Friday, January 2, 2015

My Feeble Rebellion

I still resent my parents blindsiding me by coming home.  One of the things they forced me to do is go back to the bedroom I'm in now, which I still consider Grandmother's bedroom.  I prefer my sister's bedroom because, frankly, I still consider that my proper bedroom, and also because I like her bed.  But I was chased back there.  Fuck, they wouldn't have known a thing if they would've just told me they were coming home. ...

Their parting gift to me was my fear that they'll be able to come back at any time without my knowing.  That has paralyzed me from letting myself hang out.  I haven't thrown my clothes on the dining room floor -- I've thrown them on my sister's bedroom floor.  I've been forced to be more careful about where I put the mail.  And, most of all, I hadn't moved my pillows and blanket back into my sister's room as soon as they left.  I was lazy after I moved my stuff back into Grandmother's bedroom, and since My Fucking Father set up the TV in that room I've found it way too easy to lay in my bed and watch TV.  But much of the reason I've stayed is fear.

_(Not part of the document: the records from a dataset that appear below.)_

//! Process-local stores used for development runs and tests.
//!
//! They honour the same lease and etag contracts as the networked backends but
//! only coordinate callers sharing one process.

mod lease_store;
mod table_store;

use thiserror::Error;

pub use lease_store::MemoryLeaseStore;
pub use table_store::MemoryTableStore;

/// Failures specific to the in-memory backends.
#[derive(Debug, Error)]
pub enum MemoryStoreError {
    /// A lease was requested on an object that was never created.
    #[error("lease object `{key}` does not exist in container `{container}`")]
    MissingObject {
        /// Container the store is scoped to.
        container: String,
        /// Requested object key.
        key: String,
    },
}
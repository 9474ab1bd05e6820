use axum::{Json, http::StatusCode, response::IntoResponse};
use serde::Serialize;
use thiserror::Error;
use validator::ValidationErrors;

use crate::{
    actor::EntityError,
    dao::{keys::KeyError, storage::StorageError},
    lock::LockError,
    state::game::GameRuleError,
};

/// Errors that can occur in service layer operations.
#[derive(Debug, Error)]
pub enum ServiceError {
    /// Storage backend is unavailable.
    #[error("storage unavailable")]
    Unavailable(#[source] StorageError),
    /// Application is running in degraded mode without storage.
    #[error("storage unavailable (degraded mode)")]
    Degraded,
    /// Another writer holds the aggregate.
    #[error("busy: {0}")]
    Contended(String),
    /// Invalid input provided by the client.
    #[error("invalid input: {0}")]
    InvalidInput(String),
    /// Requested resource was not found.
    #[error("not found: {0}")]
    NotFound(String),
    /// The lease was lost while the aggregate was held.
    #[error("lock lost: {0}")]
    LockLost(String),
}

impl From<StorageError> for ServiceError {
    fn from(err: StorageError) -> Self {
        ServiceError::Unavailable(err)
    }
}

impl From<KeyError> for ServiceError {
    fn from(err: KeyError) -> Self {
        ServiceError::InvalidInput(err.to_string())
    }
}

impl From<LockError> for ServiceError {
    fn from(err: LockError) -> Self {
        match err {
            LockError::Contended { .. } => ServiceError::Contended(err.to_string()),
            LockError::ExpiredOnRenew { .. } | LockError::ExpiredOnRelease { .. } => {
                ServiceError::LockLost(err.to_string())
            }
            LockError::Unavailable { source, .. } => ServiceError::Unavailable(source),
            LockError::InvalidKey(key) => key.into(),
        }
    }
}

impl From<EntityError> for ServiceError {
    fn from(err: EntityError) -> Self {
        match err {
            EntityError::Lock(lock) => lock.into(),
            EntityError::Store(store) => store.into(),
            EntityError::InvalidKey(key) => key.into(),
        }
    }
}

impl From<GameRuleError> for ServiceError {
    fn from(err: GameRuleError) -> Self {
        match err {
            GameRuleError::UnknownPlayer { .. } => ServiceError::NotFound(err.to_string()),
        }
    }
}

impl From<ValidationErrors> for AppError {
    fn from(err: ValidationErrors) -> Self {
        AppError::BadRequest(format!("validation failed: {}", err))
    }
}

/// Application-level errors that are converted to HTTP responses.
#[derive(Debug, Error)]
pub enum AppError {
    /// Bad request with invalid input.
    #[error("bad request: {0}")]
    BadRequest(String),
    /// Requested resource not found.
    #[error("not found: {0}")]
    NotFound(String),
    /// Conflict with current state.
    #[error("conflict: {0}")]
    Conflict(String),
    /// Service unavailable or degraded.
    #[error("service unavailable: {0}")]
    ServiceUnavailable(String),
    /// Internal server error.
    #[error("internal error: {0}")]
    Internal(String),
}

impl From<ServiceError> for AppError {
    fn from(err: ServiceError) -> Self {
        match err {
            ServiceError::Unavailable(source) => AppError::ServiceUnavailable(source.to_string()),
            ServiceError::Degraded => AppError::ServiceUnavailable("degraded mode".into()),
            ServiceError::Contended(message) => AppError::Conflict(message),
            ServiceError::InvalidInput(message) => AppError::BadRequest(message),
            ServiceError::NotFound(message) => AppError::NotFound(message),
            ServiceError::LockLost(message) => AppError::Internal(message),
        }
    }
}

#[derive(Serialize)]
struct ErrorBody {
    message: String,
}

impl IntoResponse for AppError {
    fn into_response(self) -> axum::response::Response {
        let status = match &self {
            AppError::BadRequest(_) => StatusCode::BAD_REQUEST,
            AppError::NotFound(_) => StatusCode::NOT_FOUND,
            AppError::Conflict(_) => StatusCode::CONFLICT,
            AppError::ServiceUnavailable(_) => StatusCode::SERVICE_UNAVAILABLE,
            AppError::Internal(_) => StatusCode::INTERNAL_SERVER_ERROR,
        };

        let payload = Json(ErrorBody {
            message: self.to_string(),
        });

        (status, payload).into_response()
    }
}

At least until recently.  In the end, I wanted to stick it to my folks, and finally I overcame my inertia and started sleeping in my sister's bedroom.  And to be honest, I kind of don't like it there.  I had complained that it's way too hot in Grandmother's bedroom, but this time around the temperature's just fine, and in fact my sister's bedroom is a little too cold.  Also, the TV that I put in there, the old one I took from downstairs, is still downstairs, and it's kind of boring to be in that bedroom without the ability to lay in that bed and watch TV.

So why am I doing it?  To express how pissed off I am at my parents, and how badly I want -- I need -- to disobey them.  Sure, they don't know it, although I think they kind of suspect.  But I need to do it for me, to think that I will not be controlled by the petty, juvenile edicts of old people just because this is their house and therefore I have to follow their rules even if they're not there.

Of course, I'll be back in Grandmother's room as soon as they come back.

---

Meanwhile I am dreading all the shit I had planned on going through but haven't.  All these papers I had grand plans to go through, but I'm not.  I have the weekend left; anything that I will keep or haven't gone through I will put back in storage in a sloppy fury.

I bitch that I don't have time, but I kind of do.  Could have done stuff this evening.  Can do stuff this weekend, and even Monday night.  But I know I won't.  See, I have been invited by ***e* to this stripper party, and I think I'll go, even though I'll see her when she comes to clean the house -- and me -- Sunday.  There's a chance I'll go to the University of Minnesota men's hockey tournament games tomorrow.  I might go out to eat while watching Saturday's Wild Card games.  I will make it a point to go to My Favorite Stripclub (Cover Division) to see ******a, my ATF there.  And Sunday. ...

(sigh) Maybe I should get ready for my parents to come home.  But why should I?  Why can't I keep all these papers in my room?  Why can't I throw all my dirty clothes on the floor?  Why can't I sleep wherever the fuck I want?  I'm not hurting anybody.  You get that, guys?  I'M NOT HURTING ANYBODY!!!  And so, despite all the hell I might catch when they come home, I'm going to act, and live, the way I want to, and that's like a goddamn hobo.

And then scurry like hell to hide everything before they return.  'Cause I'm a feeble rebel, you see.